• Dataset:
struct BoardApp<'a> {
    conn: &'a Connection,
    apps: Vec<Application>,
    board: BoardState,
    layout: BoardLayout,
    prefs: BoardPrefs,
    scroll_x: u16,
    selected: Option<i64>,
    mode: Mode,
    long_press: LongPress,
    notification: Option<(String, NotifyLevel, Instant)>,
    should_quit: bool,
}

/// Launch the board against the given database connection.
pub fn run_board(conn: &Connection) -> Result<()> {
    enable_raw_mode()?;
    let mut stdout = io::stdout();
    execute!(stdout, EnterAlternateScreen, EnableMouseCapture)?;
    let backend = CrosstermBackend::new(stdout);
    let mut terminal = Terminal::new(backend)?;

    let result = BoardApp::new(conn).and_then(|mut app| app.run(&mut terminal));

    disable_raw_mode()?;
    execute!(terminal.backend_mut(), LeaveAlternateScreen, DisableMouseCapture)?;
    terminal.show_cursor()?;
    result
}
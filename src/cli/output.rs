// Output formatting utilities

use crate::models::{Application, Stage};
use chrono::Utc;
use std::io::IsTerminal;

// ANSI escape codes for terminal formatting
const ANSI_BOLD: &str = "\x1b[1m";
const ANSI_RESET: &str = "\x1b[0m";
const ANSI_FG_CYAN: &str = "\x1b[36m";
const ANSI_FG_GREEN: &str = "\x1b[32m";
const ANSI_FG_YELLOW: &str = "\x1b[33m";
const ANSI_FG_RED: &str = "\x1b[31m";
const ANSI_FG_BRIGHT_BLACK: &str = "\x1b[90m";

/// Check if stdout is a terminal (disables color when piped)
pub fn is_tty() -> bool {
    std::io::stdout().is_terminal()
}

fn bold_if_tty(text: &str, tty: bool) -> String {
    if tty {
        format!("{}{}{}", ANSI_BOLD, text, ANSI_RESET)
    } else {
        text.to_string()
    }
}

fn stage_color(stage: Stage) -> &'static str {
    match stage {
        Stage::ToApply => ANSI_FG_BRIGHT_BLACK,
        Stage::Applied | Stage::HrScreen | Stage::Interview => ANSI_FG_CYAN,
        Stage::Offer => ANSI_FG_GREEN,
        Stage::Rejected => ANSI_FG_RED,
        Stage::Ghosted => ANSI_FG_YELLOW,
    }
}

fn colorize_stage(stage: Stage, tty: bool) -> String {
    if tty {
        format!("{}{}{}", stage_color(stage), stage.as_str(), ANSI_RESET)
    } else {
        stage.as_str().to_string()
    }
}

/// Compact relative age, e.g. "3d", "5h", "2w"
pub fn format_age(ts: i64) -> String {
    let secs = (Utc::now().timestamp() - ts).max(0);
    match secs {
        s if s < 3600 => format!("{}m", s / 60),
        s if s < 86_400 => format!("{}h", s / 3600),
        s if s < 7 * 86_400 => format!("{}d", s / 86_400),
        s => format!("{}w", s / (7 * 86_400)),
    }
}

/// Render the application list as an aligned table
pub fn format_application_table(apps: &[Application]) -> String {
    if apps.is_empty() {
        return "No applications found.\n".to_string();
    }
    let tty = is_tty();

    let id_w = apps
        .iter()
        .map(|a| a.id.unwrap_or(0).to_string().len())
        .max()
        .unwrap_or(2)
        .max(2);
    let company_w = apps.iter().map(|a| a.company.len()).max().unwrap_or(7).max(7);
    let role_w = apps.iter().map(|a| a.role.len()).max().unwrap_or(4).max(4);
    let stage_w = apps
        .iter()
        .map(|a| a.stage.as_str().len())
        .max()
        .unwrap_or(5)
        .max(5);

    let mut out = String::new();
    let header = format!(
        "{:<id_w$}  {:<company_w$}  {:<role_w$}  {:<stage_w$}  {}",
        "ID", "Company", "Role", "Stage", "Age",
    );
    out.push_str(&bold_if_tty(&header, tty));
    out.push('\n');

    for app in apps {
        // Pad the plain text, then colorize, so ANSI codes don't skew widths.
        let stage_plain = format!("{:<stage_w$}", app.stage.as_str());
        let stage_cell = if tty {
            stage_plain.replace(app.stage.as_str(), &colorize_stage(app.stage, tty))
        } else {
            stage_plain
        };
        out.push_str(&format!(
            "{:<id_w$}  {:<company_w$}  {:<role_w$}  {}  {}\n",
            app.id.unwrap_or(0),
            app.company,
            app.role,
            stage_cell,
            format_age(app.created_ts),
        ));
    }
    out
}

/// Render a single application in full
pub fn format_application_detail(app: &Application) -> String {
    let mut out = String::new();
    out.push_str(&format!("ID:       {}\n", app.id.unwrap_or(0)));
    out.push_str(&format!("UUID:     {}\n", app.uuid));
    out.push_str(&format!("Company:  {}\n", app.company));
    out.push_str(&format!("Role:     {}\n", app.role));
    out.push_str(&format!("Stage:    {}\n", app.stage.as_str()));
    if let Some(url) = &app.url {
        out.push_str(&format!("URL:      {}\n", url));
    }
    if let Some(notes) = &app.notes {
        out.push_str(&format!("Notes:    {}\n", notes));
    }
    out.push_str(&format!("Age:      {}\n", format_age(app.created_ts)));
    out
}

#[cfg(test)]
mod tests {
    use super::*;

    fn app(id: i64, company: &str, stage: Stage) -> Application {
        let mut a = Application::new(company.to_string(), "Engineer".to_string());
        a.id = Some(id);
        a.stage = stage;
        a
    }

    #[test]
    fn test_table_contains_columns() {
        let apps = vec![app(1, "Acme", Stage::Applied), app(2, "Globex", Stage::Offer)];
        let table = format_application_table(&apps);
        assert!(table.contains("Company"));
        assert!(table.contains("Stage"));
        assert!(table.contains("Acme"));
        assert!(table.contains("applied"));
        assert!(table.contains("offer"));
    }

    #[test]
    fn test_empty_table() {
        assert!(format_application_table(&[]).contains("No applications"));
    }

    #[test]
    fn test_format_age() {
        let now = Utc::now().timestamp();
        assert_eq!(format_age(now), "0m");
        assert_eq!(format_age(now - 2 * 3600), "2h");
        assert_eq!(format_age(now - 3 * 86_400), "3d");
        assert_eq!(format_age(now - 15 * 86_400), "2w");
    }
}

• Your goal: The full listing above needs to be output exactly.

• Final answer:
struct BoardApp<'a> {
    conn: &'a Connection,
    apps: Vec<Application>,
    board: BoardState,
    layout: BoardLayout,
    prefs: BoardPrefs,
    scroll_x: u16,
    selected: Option<i64>,
    mode: Mode,
    long_press: LongPress,
    notification: Option<(String, NotifyLevel, Instant)>,
    should_quit: bool,
}

/// Launch the board against the given database connection.
pub fn run_board(conn: &Connection) -> Result<()> {
    enable_raw_mode()?;
    let mut stdout = io::stdout();
    execute!(stdout, EnterAlternateScreen, EnableMouseCapture)?;
    let backend = CrosstermBackend::new(stdout);
    let mut terminal = Terminal::new(backend)?;

    let result = BoardApp::new(conn).and_then(|mut app| app.run(&mut terminal));

    disable_raw_mode()?;
    execute!(terminal.backend_mut(), LeaveAlternateScreen, DisableMouseCapture)?;
    terminal.show_cursor()?;
    result
}
filename src/cli/output.rs
// Output formatting utilities

use crate::models::{Application, Stage};
use chrono::Utc;
use std::io::IsTerminal;

// ANSI escape codes for terminal formatting
const ANSI_BOLD: &str = "\x1b[1m";
const ANSI_RESET: &str = "\x1b[0m";
const ANSI_FG_CYAN: &str = "\x1b[36m";
const ANSI_FG_GREEN: &str = "\x1b[32m";
const ANSI_FG_YELLOW: &str = "\x1b[33m";
const ANSI_FG_RED: &str = "\x1b[31m";
const ANSI_FG_BRIGHT_BLACK: &str = "\x1b[90m";

/// Check if stdout is a terminal (disables color when piped)
pub fn is_tty() -> bool {
    std::io::stdout().is_terminal()
}

fn bold_if_tty(text: &str, tty: bool) -> String {
    if tty {
        format!("{}{}{}", ANSI_BOLD, text, ANSI_RESET)
    } else {
        text.to_string()
    }
}

fn stage_color(stage: Stage) -> &'static str {
    match stage {
        Stage::ToApply => ANSI_FG_BRIGHT_BLACK,
        Stage::Applied | Stage::HrScreen | Stage::Interview => ANSI_FG_CYAN,
        Stage::Offer => ANSI_FG_GREEN,
        Stage::Rejected => ANSI_FG_RED,
        Stage::Ghosted => ANSI_FG_YELLOW,
    }
}

fn colorize_stage(stage: Stage, tty: bool) -> String {
    if tty {
        format!("{}{}{}", stage_color(stage), stage.as_str(), ANSI_RESET)
    } else {
        stage.as_str().to_string()
    }
}

/// Compact relative age, e.g. "3d", "5h", "2w"
pub fn format_age(ts: i64) -> String {
    let secs = (Utc::now().timestamp() - ts).max(0);
    match secs {
        s if s < 3600 => format!("{}m", s / 60),
        s if s < 86_400 => format!("{}h", s / 3600),
        s if s < 7 * 86_400 => format!("{}d", s / 86_400),
        s => format!("{}w", s / (7 * 86_400)),
    }
}

/// Render the application list as an aligned table
pub fn format_application_table(apps: &[Application]) -> String {
    if apps.is_empty() {
        return "No applications found.\n".to_string();
    }
    let tty = is_tty();

    let id_w = apps
        .iter()
        .map(|a| a.id.unwrap_or(0).to_string().len())
        .max()
        .unwrap_or(2)
        .max(2);
    let company_w = apps.iter().map(|a| a.company.len()).max().unwrap_or(7).max(7);
    let role_w = apps.iter().map(|a| a.role.len()).max().unwrap_or(4).max(4);
    let stage_w = apps
        .iter()
        .map(|a| a.stage.as_str().len())
        .max()
        .unwrap_or(5)
        .max(5);

    let mut out = String::new();
    let header = format!(
        "{:<id_w$}  {:<company_w$}  {:<role_w$}  {:<stage_w$}  {}",
        "ID", "Company", "Role", "Stage", "Age",
    );
    out.push_str(&bold_if_tty(&header, tty));
    out.push('\n');

    for app in apps {
        // Pad the plain text, then colorize, so ANSI codes don't skew widths.
        let stage_plain = format!("{:<stage_w$}", app.stage.as_str());
        let stage_cell = if tty {
            stage_plain.replace(app.stage.as_str(), &colorize_stage(app.stage, tty))
        } else {
            stage_plain
        };
        out.push_str(&format!(
            "{:<id_w$}  {:<company_w$}  {:<role_w$}  {}  {}\n",
            app.id.unwrap_or(0),
            app.company,
            app.role,
            stage_cell,
            format_age(app.created_ts),
        ));
    }
    out
}

/// Render a single application in full
pub fn format_application_detail(app: &Application) -> String {
    let mut out = String::new();
    out.push_str(&format!("ID:       {}\n", app.id.unwrap_or(0)));
    out.push_str(&format!("UUID:     {}\n", app.uuid));
    out.push_str(&format!("Company:  {}\n", app.company));
    out.push_str(&format!("Role:     {}\n", app.role));
    out.push_str(&format!("Stage:    {}\n", app.stage.as_str()));
    if let Some(url) = &app.url {
        out.push_str(&format!("URL:      {}\n", url));
    }
    if let Some(notes) = &app.notes {
        out.push_str(&format!("Notes:    {}\n", notes));
    }
    out.push_str(&format!("Age:      {}\n", format_age(app.created_ts)));
    out
}

#[cfg(test)]
mod tests {
    use super::*;

    fn app(id: i64, company: &str, stage: Stage) -> Application {
        let mut a = Application::new(company.to_string(), "Engineer".to_string());
        a.id = Some(id);
        a.stage = stage;
        a
    }

    #[test]
    fn test_table_contains_columns() {
        let apps = vec![app(1, "Acme", Stage::Applied), app(2, "Globex", Stage::Offer)];
        let table = format_application_table(&apps);
        assert!(table.contains("Company"));
        assert!(table.contains("Stage"));
        assert!(table.contains("Acme"));
        assert!(table.contains("applied"));
        assert!(table.contains("offer"));
    }

    #[test]
    fn test_empty_table() {
        assert!(format_application_table(&[]).contains("No applications"));
    }

    #[test]
    fn test_format_age() {
        let now = Utc::now().timestamp();
        assert_eq!(format_age(now), "0m");
        assert_eq!(format_age(now - 2 * 3600), "2h");
        assert_eq!(format_age(now - 3 * 86_400), "3d");
        assert_eq!(format_age(now - 15 * 86_400), "2w");
    }
}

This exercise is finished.